Session 20: Task Aware Debugging

Yes

This video presentation is the twentieth installment of the Essentials of MQX RTOS Application Development training course. In this session, you will be introduced to Task Aware Debugging.

This training was created by Embedded Access Inc., a Freescale sponsored training provider and proven partner.

Getting Started with TAD: the Task Summary window, Stack Usage window, Kernel Data window, and the Check for Errors window
How the stack high water mark is determined
Working with memory blocks and the Memory Blocks window
Task synchronization windows: Message Passing, Semaphores, Mutexes, and Events
Logging and the Log Summary window
Example of debugging an issue with TAD
Debugging a stack overflow

Exploring the various TAD windows
Creating a custom error code
Creating a Stack Overflow condition
Creating a new Memory Block Type and using it
Observing Message Queues
Using the Kernel Log to debug a sequence of events issue

First, watch the video for Session 20: Task Aware Debugging.
Then, follow through with the interactive lab assignment below.

SESSION 20: LAB ASSIGNMENT

INTRODUCTION

Task Aware Debugging (TAD) is a very powerful feature for gaining insight into the inner workings of your application.

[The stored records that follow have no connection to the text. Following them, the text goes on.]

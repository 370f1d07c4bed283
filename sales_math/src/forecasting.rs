//! Autoregressive integrated forecasting
//!
//! [`Arima`] describes an ARIMA(p, d, 0) model. Fitting differences the input
//! `d` times and estimates the `p` autoregressive coefficients by conditional
//! least squares on the differenced series (no constant term). Forecasts are
//! produced on the differenced scale and integrated back onto the last
//! observed levels.
//!
//! Fitting is deterministic: the same input and order always yield the same
//! coefficients. A lag whose column in the normal equations carries no
//! information (a constant series, or sales on only a few isolated days) is
//! estimated as 0, so such a series forecasts a flat line at its last level.

use crate::{MathError, Result};
use statrs::statistics::Statistics;
use std::cmp::Ordering;

/// Relative pivot tolerance used when solving the normal equations
const PIVOT_TOLERANCE: f64 = 1e-10;

/// Apply `order` rounds of first differencing
pub fn difference(values: &[f64], order: usize) -> Vec<f64> {
    let mut current = values.to_vec();
    for _ in 0..order {
        current = current.windows(2).map(|w| w[1] - w[0]).collect();
    }
    current
}

/// ARIMA(p, d, q) model specification
#[derive(Debug, Clone, Copy, PartialEq, Eq)]
pub struct Arima {
    p: usize,
    d: usize,
    q: usize,
}

/// Fitted ARIMA model, ready to forecast
#[derive(Debug, Clone)]
pub struct FittedArima {
    ar_coefficients: Vec<f64>,
    /// Mean squared one-step residual on the differenced scale
    sigma2: f64,
    /// Last `p` values of the differenced series, oldest first
    history: Vec<f64>,
    /// Last value of the series at each differencing level, level 0 first
    tails: Vec<f64>,
    n_obs: usize,
}

impl Arima {
    /// Create a new ARIMA specification.
    ///
    /// Only pure autoregressive models are supported, so `q` must be zero.
    pub fn new(p: usize, d: usize, q: usize) -> Result<Self> {
        if p == 0 {
            return Err(MathError::InvalidInput(
                "AR order must be at least 1".to_string(),
            ));
        }
        if q != 0 {
            return Err(MathError::InvalidInput(format!(
                "MA order {} is not supported, only ARIMA(p, d, 0) models can be fitted",
                q
            )));
        }

        Ok(Self { p, d, q })
    }

    pub fn order(&self) -> (usize, usize, usize) {
        (self.p, self.d, self.q)
    }

    /// Smallest series length the model can be fitted on: `d` values are
    /// consumed by differencing, `p` by the lags, and at least `p` equations
    /// are needed for the `p` unknowns.
    pub fn min_observations(&self) -> usize {
        self.d + 2 * self.p
    }

    /// Fit the model to `values`
    pub fn fit(&self, values: &[f64]) -> Result<FittedArima> {
        if values.iter().any(|v| !v.is_finite()) {
            return Err(MathError::InvalidInput(
                "Series contains non-finite values".to_string(),
            ));
        }
        if values.len() < self.min_observations() {
            return Err(MathError::InsufficientData(format!(
                "ARIMA({},{},{}) needs at least {} observations, have {}",
                self.p,
                self.d,
                self.q,
                self.min_observations(),
                values.len()
            )));
        }

        let mut tails = Vec::with_capacity(self.d);
        let mut level = values.to_vec();
        for _ in 0..self.d {
            if let Some(&last) = level.last() {
                tails.push(last);
            }
            level = difference(&level, 1);
        }

        let ar_coefficients = conditional_least_squares(&level, self.p)?;
        if ar_coefficients.iter().any(|c| !c.is_finite()) {
            return Err(MathError::CalculationError(
                "AR coefficients are not finite".to_string(),
            ));
        }

        let residuals: Vec<f64> = (self.p..level.len())
            .map(|t| level[t] - predict_next(&level[..t], &ar_coefficients))
            .collect();
        let sigma2 = residuals.iter().map(|r| r * r).mean();

        let history = level[level.len() - self.p..].to_vec();

        Ok(FittedArima {
            ar_coefficients,
            sigma2,
            history,
            tails,
            n_obs: values.len(),
        })
    }
}

impl FittedArima {
    /// Forecast `horizon` steps beyond the end of the fitted series
    pub fn forecast(&self, horizon: usize) -> Result<Vec<f64>> {
        let mut history = self.history.clone();
        let mut series = Vec::with_capacity(horizon);

        for _ in 0..horizon {
            let next = predict_next(&history, &self.ar_coefficients);
            history.push(next);
            series.push(next);
        }

        for &tail in self.tails.iter().rev() {
            let mut acc = tail;
            series = series
                .into_iter()
                .map(|diff| {
                    acc += diff;
                    acc
                })
                .collect();
        }

        if series.iter().any(|v| !v.is_finite()) {
            return Err(MathError::CalculationError(
                "Forecast diverged to non-finite values".to_string(),
            ));
        }

        Ok(series)
    }

    pub fn ar_coefficients(&self) -> &[f64] {
        &self.ar_coefficients
    }

    pub fn sigma2(&self) -> f64 {
        self.sigma2
    }

    /// Number of observations the model was fitted on
    pub fn n_obs(&self) -> usize {
        self.n_obs
    }
}

/// One-step prediction from the tail of `history`
fn predict_next(history: &[f64], coefficients: &[f64]) -> f64 {
    coefficients
        .iter()
        .enumerate()
        .map(|(lag, phi)| phi * history[history.len() - 1 - lag])
        .sum()
}

/// Least-squares AR(p) coefficients for `y`, conditioning on the first `p` values
fn conditional_least_squares(y: &[f64], p: usize) -> Result<Vec<f64>> {
    let mut xtx = vec![vec![0.0; p]; p];
    let mut xty = vec![0.0; p];

    for t in p..y.len() {
        for i in 0..p {
            let xi = y[t - 1 - i];
            xty[i] += xi * y[t];
            for j in 0..p {
                xtx[i][j] += xi * y[t - 1 - j];
            }
        }
    }

    solve_linear_system(xtx, xty)
}

/// Gaussian elimination with partial pivoting.
///
/// Columns left without a usable pivot are free and solved as 0.
fn solve_linear_system(mut a: Vec<Vec<f64>>, mut b: Vec<f64>) -> Result<Vec<f64>> {
    let n = b.len();
    let scale = (0..n).map(|i| a[i][i].abs()).fold(0.0, f64::max);
    if !scale.is_finite() || b.iter().any(|v| !v.is_finite()) {
        return Err(MathError::CalculationError(
            "normal equations are not finite".to_string(),
        ));
    }
    let tolerance = scale * PIVOT_TOLERANCE;

    // (row, column) of each pivot, in elimination order
    let mut pivots = Vec::with_capacity(n);
    for col in 0..n {
        let row = pivots.len();
        if row == n {
            break;
        }

        let pivot_row = (row..n)
            .max_by(|&r1, &r2| {
                a[r1][col]
                    .abs()
                    .partial_cmp(&a[r2][col].abs())
                    .unwrap_or(Ordering::Equal)
            })
            .unwrap_or(row);

        if a[pivot_row][col].abs() <= tolerance {
            continue;
        }

        a.swap(row, pivot_row);
        b.swap(row, pivot_row);

        let pivot = a[row].clone();
        for r in row + 1..n {
            let factor = a[r][col] / pivot[col];
            for k in col..n {
                a[r][k] -= factor * pivot[k];
            }
            b[r] -= factor * b[row];
        }
        pivots.push((row, col));
    }

    let mut x = vec![0.0; n];
    for &(row, col) in pivots.iter().rev() {
        let tail: f64 = (col + 1..n).map(|k| a[row][k] * x[k]).sum();
        x[col] = (b[row] - tail) / a[row][col];
    }

    Ok(x)
}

In many cases it is not practical, or too time consuming, to use a conventional method such as print statements to the console in order to efficiently debug your application. As you saw in the video, you can use TAD to obtain information about all of the kernel objects, stacks, interrupts, and the status of your tasks. You will now see in the lab how TAD can be used to debug a sequence of events bug that is in the application.

OBJECTIVE

The objective of this lab is to gain experience using the Task Aware Debugging (TAD) feature and to learn how it can be used to debug an application.

ASSIGNMENT

RUNNING THE APPLICATION

Open your completed lab 19, or use the provided code with Lab 19 completed.
Compile and download the code, and let it run for a few seconds.
Click on the 'suspend' icon to pause the execution. Do not kill the application with the Terminate icon (which is a red square).

LOOKING AT TASK WINDOWS

Click on the MQX pull down menu and select the Task Summary from the MQX pull down menu. The task summary list should appear. Confirm that the tasks listed by name is the correct set of tasks for your project, check that the priorities are correct, note the various states that the tasks are in, and observe if any of the tasks have an error.

Note that the Health Task has an error "MSGQ: Queue is not Open." This will be investigated later in the lab.
Open the 'Ready Queue' window and confirm that the Active Task is listed at the top of the Ready Queue, and that any other tasks you saw in the Task Summary window with a status of 'Ready' show up below the Active Task in the Ready Queue window. You may only see one application task in this queue (along with MQX's Idle Task), or there ma be other tasks listed, it all depends on what the status was when you paused execution of the application.
Open the 'Stack Usage' window and observe if there has been an overflow or if any tasks have come close to overflowing their stack.

CREATING A NEW ERROR CODE

Stop execution of the application and open main.h. Create a define for a new error code that will be used when the application has run out of memory and cannot log more data. The define should use a name such as 'USER_ERROR_LOG_OVERFLOW', and the value that you give this define should not conflict with existing defines for error codes. This can be achieve by putting your error codes at 0xffff0001 and above.
In order to quickly observe that TAD will acknowledge this new error, open Uitask.c and force this error condition using the _task_set_error() function before the while(1) loop.
Compile and run the application code for a few seconds. Pause the application and observe that the Ui_task has an 'Unknown error (0xffff0001)' listed in the 'Task Error Code' column of the 'Task Summary' window.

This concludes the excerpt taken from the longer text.